> NAPI driver _always_ does
> ack some irqs
> mask irqs
> ack some more irqs
> process events
> unmask irqs
e1000+NAPI is this path.
> The purpose of this email is to solicit suggestions to
> develop a strategy to fix what I believe is a problem with NAPI.
> Here are some comments of mine:
> 1) Can this problem be alleviated entirely without driver
> changes? For example, would it be reasonable to do
> pkts-per-second sampling in the net core, and enable software
> mitigation based on that?
> 2) Implement hardware mitigation in addition to NAPI. Either
> the driver does adaptive sampling, or simply hard-locks
> mitigation settings at something that averages out to N pkts
> per second.
I've tried something similar to this while playing around with e1000
recently. Using ITR (InterruptThrottleRate), dial in a max intr/sec
rate of say 4000 intr/sec, and then just call netif_rx_schedule() for
each interrupt. Don't mask/unmask interrupts. If already polling,
netif_rx_schedule does nothing.
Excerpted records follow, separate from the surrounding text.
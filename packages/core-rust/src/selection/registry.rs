use std::sync::Arc;

use dashmap::DashMap;

use super::{
    modes, BooleanFlagProvider, ConfigurationValueProvider, RandomProvider, SelectionModeProvider,
};
use crate::sources::{ConfigurationSource, FeatureFlagSource};

// ---------------------------------------------------------------------------
// SelectionModeRegistry
// ---------------------------------------------------------------------------

/// Registry of selection modes keyed by mode identifier.
///
/// A registry is an ordinary value handed to each proxy at construction, so
/// tests and independent configurations never share state. Extension packages
/// populate it with [`register`](Self::register); later registrations replace
/// earlier ones under the same identifier.
#[derive(Default)]
pub struct SelectionModeRegistry {
    providers: DashMap<String, Arc<dyn SelectionModeProvider>>,
}

impl SelectionModeRegistry {
    /// Creates an empty registry.
    #[must_use]
    pub fn new() -> Self {
        Self {
            providers: DashMap::new(),
        }
    }

    /// Creates a registry holding the built-in modes:
    /// [`modes::BOOLEAN_FLAG`], [`modes::CONFIGURATION_VALUE`], and [`modes::RANDOM`].
    #[must_use]
    pub fn with_defaults(
        flags: Arc<dyn FeatureFlagSource>,
        config: Arc<dyn ConfigurationSource>,
    ) -> Self {
        let registry = Self::new();
        registry.register(modes::BOOLEAN_FLAG, BooleanFlagProvider::new(flags));
        registry.register(modes::CONFIGURATION_VALUE, ConfigurationValueProvider::new(config));
        registry.register(modes::RANDOM, RandomProvider);
        registry
    }

    /// Register a provider under `mode`.
    pub fn register<P: SelectionModeProvider + 'static>(&self, mode: impl Into<String>, provider: P) {
        self.register_arc(mode, Arc::new(provider));
    }

    /// Register an already shared provider under `mode`.
    pub fn register_arc(&self, mode: impl Into<String>, provider: Arc<dyn SelectionModeProvider>) {
        let mode = mode.into();
        tracing::debug!(mode = %mode, "selection mode registered");
        self.providers.insert(mode, provider);
    }

    /// Retrieve a provider by its mode identifier.
    pub fn get(&self, mode: &str) -> Option<Arc<dyn SelectionModeProvider>> {
        self.providers.get(mode).map(|entry| entry.value().clone())
    }

    #[must_use]
    pub fn contains(&self, mode: &str) -> bool {
        self.providers.contains_key(mode)
    }

    /// Registered mode identifiers, sorted.
    #[must_use]
    pub fn modes(&self) -> Vec<String> {
        let mut modes: Vec<String> = self.providers.iter().map(|entry| entry.key().clone()).collect();
        modes.sort();
        modes
    }
}

// ---------------------------------------------------------------------------
// Tests
// ---------------------------------------------------------------------------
The code differences between the NAPI
path and non-NAPI path was minimal, so I liked that, and your worst case
is gone. If you look at the average size of the Rx packets, you could
fine tune ITR to get a pkt/intr rate to balance your quota to try to
maximize the amount of time spent polling, but this is too fancy for my
taste. Anyway, worst case, 2*4000 PIO writes/sec was the savings, but I
can't say I could measure a difference.